L’attacco alla PAC non è soltanto una questione economica, ma un rischio sistemico per l’intero tessuto rurale e per la sicurezza alimentare. “Parliamo di aziende che garantiscono cibo sano e tracciabile ai cittadini, difendono la biodiversità, gestiscono i boschi e tengono in piedi intere comunità. Tagliare queste risorse significa lasciare il territorio all’abbandono e ai disastri climatici, già drammaticamente visibili anche in Basilicata,” aggiunge Pessolani.

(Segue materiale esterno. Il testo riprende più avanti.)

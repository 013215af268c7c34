mod admin;
mod auth;
mod expenses;

use std::sync::Arc;

use axum::{
    extract::FromRequest,
    middleware,
    routing::{delete, get, post, put},
    Json, Router,
};
use serde_json::{json, Value};
use tower_governor::{governor::GovernorConfigBuilder, GovernorLayer};

use crate::auth::middleware::require_auth;
use crate::config::Config;
use crate::db::DbPool;
use crate::error::AppError;

#[derive(Clone)]
pub struct AppState {
    pub db: DbPool,
    pub config: Config,
}

/// JSON request body whose rejections render through [`AppError`].
#[derive(Debug, FromRequest)]
#[from_request(via(Json), rejection(AppError))]
pub struct JsonBody<T>(pub T);

async fn root() -> Json<Value> {
    Json(json!({ "message": "Backend running successfully" }))
}

async fn health() -> &'static str {
    "ok"
}

pub fn create_router(state: AppState) -> Router {
    let health_routes = Router::new()
        .route("/", get(root))
        .route("/health", get(health))
        .route("/api/health", get(health));

    // Credential-checking routes
    let mut auth_routes = Router::new()
        .route("/api/login", post(auth::login))
        .route("/api/er-login", post(auth::er_login))
        .route("/api/register", post(auth::register))
        .route("/api/er-register", post(auth::er_register));

    if state.config.auth_rate_limit {
        // 10 requests burst per IP, refilling one every 6 seconds
        let auth_governor = GovernorConfigBuilder::default()
            .per_second(6)
            .burst_size(10)
            .finish()
            .expect("auth rate limit settings are non-zero");
        auth_routes = auth_routes.layer(GovernorLayer::new(Arc::new(auth_governor)));
    }

    // Session lookups that must also work without a valid session
    let session_routes = Router::new()
        .route("/api/logout", get(auth::logout))
        .route("/api/user", get(auth::current_user));

    let protected = Router::new()
        // Admin management
        .route("/api/admin/employees", get(admin::list_employees))
        .route("/api/admin/managers", get(admin::list_managers))
        .route("/api/admin/create-user", post(admin::create_user))
        .route("/api/admin/update-role/{id}", put(admin::update_role))
        .route("/api/admin/delete-user/{id}", delete(admin::delete_user))
        // Employee self-service
        .route("/api/expenses", post(expenses::submit))
        .route("/api/expenses/user/me", get(expenses::mine))
        // Manager review
        .route("/api/expenses/pending", get(expenses::pending))
        .route("/api/expenses/processed", get(expenses::processed))
        .route("/api/expenses/{id}/approve", post(expenses::approve))
        .route("/api/expenses/{id}/reject", post(expenses::reject))
        .route_layer(middleware::from_fn_with_state(
            state.clone(),
            require_auth,
        ));

    Router::new()
        .merge(health_routes)
        .merge(auth_routes)
        .merge(session_routes)
        .merge(protected)
        .with_state(state)
}
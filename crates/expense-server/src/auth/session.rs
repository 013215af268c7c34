use chrono::{Duration, Utc};
use hmac::{Hmac, Mac};
use sha2::Sha256;
use uuid::Uuid;

use crate::db::{self, DbPool, TIMESTAMP_FORMAT};
use crate::error::{AppError, AppResult};
use crate::models::{Identity, Session, User, USER_COLUMNS};

type HmacSha256 = Hmac<Sha256>;

/// Issue a session for `user`, recording the role it was issued under.
pub fn create_session(
    pool: &DbPool,
    secret: &str,
    user: &User,
    ttl_minutes: i64,
) -> AppResult<Session> {
    let conn = pool.get()?;
    let id = Uuid::new_v4().to_string();
    let token = generate_token();
    let now = db::timestamp();
    let expires_at = (Utc::now() + Duration::minutes(ttl_minutes))
        .format(TIMESTAMP_FORMAT)
        .to_string();

    // Clean up expired sessions while we're here
    conn.execute(
        "DELETE FROM sessions WHERE expires_at <= ?1",
        rusqlite::params![now],
    )?;

    conn.execute(
        "INSERT INTO sessions (id, user_id, token_hash, role, expires_at, created_at) VALUES (?1, ?2, ?3, ?4, ?5, ?6)",
        rusqlite::params![id, user.id, token_digest(secret, &token)?, user.role, expires_at, now],
    )?;

    Ok(Session {
        id,
        user_id: user.id.clone(),
        role: user.role,
        token,
        expires_at,
        created_at: now,
    })
}

/// Resolve a session token to the caller. A session whose recorded role no longer
/// matches the account's role is treated as absent.
pub fn validate_session(pool: &DbPool, secret: &str, token: &str) -> AppResult<(Identity, User)> {
    let conn = pool.get()?;
    let now = db::timestamp();

    let result = conn.query_row(
        &format!(
            "SELECT {USER_COLUMNS}
             FROM sessions s
             JOIN users u ON u.id = s.user_id
             WHERE s.token_hash = ?1 AND s.expires_at > ?2 AND s.role = u.role"
        ),
        rusqlite::params![token_digest(secret, token)?, now],
        User::from_row,
    );

    match result {
        Ok(user) => Ok((Identity::from(&user), user)),
        Err(rusqlite::Error::QueryReturnedNoRows) => Err(AppError::Unauthenticated),
        Err(e) => Err(AppError::Database(e)),
    }
}

pub fn current_user(pool: &DbPool, secret: &str, token: &str) -> AppResult<Option<User>> {
    match validate_session(pool, secret, token) {
        Ok((_, user)) => Ok(Some(user)),
        Err(AppError::Unauthenticated) => Ok(None),
        Err(e) => Err(e),
    }
}

/// Unknown or already-deleted tokens are not an error.
pub fn delete_session(pool: &DbPool, secret: &str, token: &str) -> AppResult<()> {
    let conn = pool.get()?;
    conn.execute(
        "DELETE FROM sessions WHERE token_hash = ?1",
        rusqlite::params![token_digest(secret, token)?],
    )?;
    Ok(())
}

fn token_digest(secret: &str, token: &str) -> AppResult<String> {
    let mut mac = HmacSha256::new_from_slice(secret.as_bytes())
        .map_err(|e| AppError::Internal(format!("Invalid session secret: {e}")))?;
    mac.update(token.as_bytes());
    Ok(hex::encode(mac.finalize().into_bytes()))
}

fn generate_token() -> String {
    use base64::Engine;
    let mut bytes = [0u8; 32];
    use rand::RngCore;
    rand::thread_rng().fill_bytes(&mut bytes);
    base64::engine::general_purpose::URL_SAFE_NO_PAD.encode(bytes)
}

Coldiretti chiede un incontro urgente con il Presidente del Consiglio Giorgia Meloni e con il Ministro dell’Agricoltura Francesco Lollobrigida, per ottenere garanzie concrete sul mantenimento dei fondi e sul ruolo strategico dell’agricoltura italiana nei futuri piani europei. “Serve un’Europa che investa nella terra, non che la sacrifichi. Queste scelte centralistiche e tecnocratiche sono incomprensibili e pericolose. La PAC è uno strumento di tutela per chi produce e per chi consuma: non possiamo permettere che venga smantellata nell’indifferenza generale.”

Per questo Coldiretti annuncia una mobilitazione permanente, da portare avanti nei prossimi due anni, affinché il tema non venga oscurato da altri interessi e resti al centro del dibattito politico nazionale ed europeo.

Il rischio è reale: senza un’inversione di rotta, la Basilicata agricola potrebbe diventare un paesaggio vuoto, senza aziende, senza giovani, senza futuro.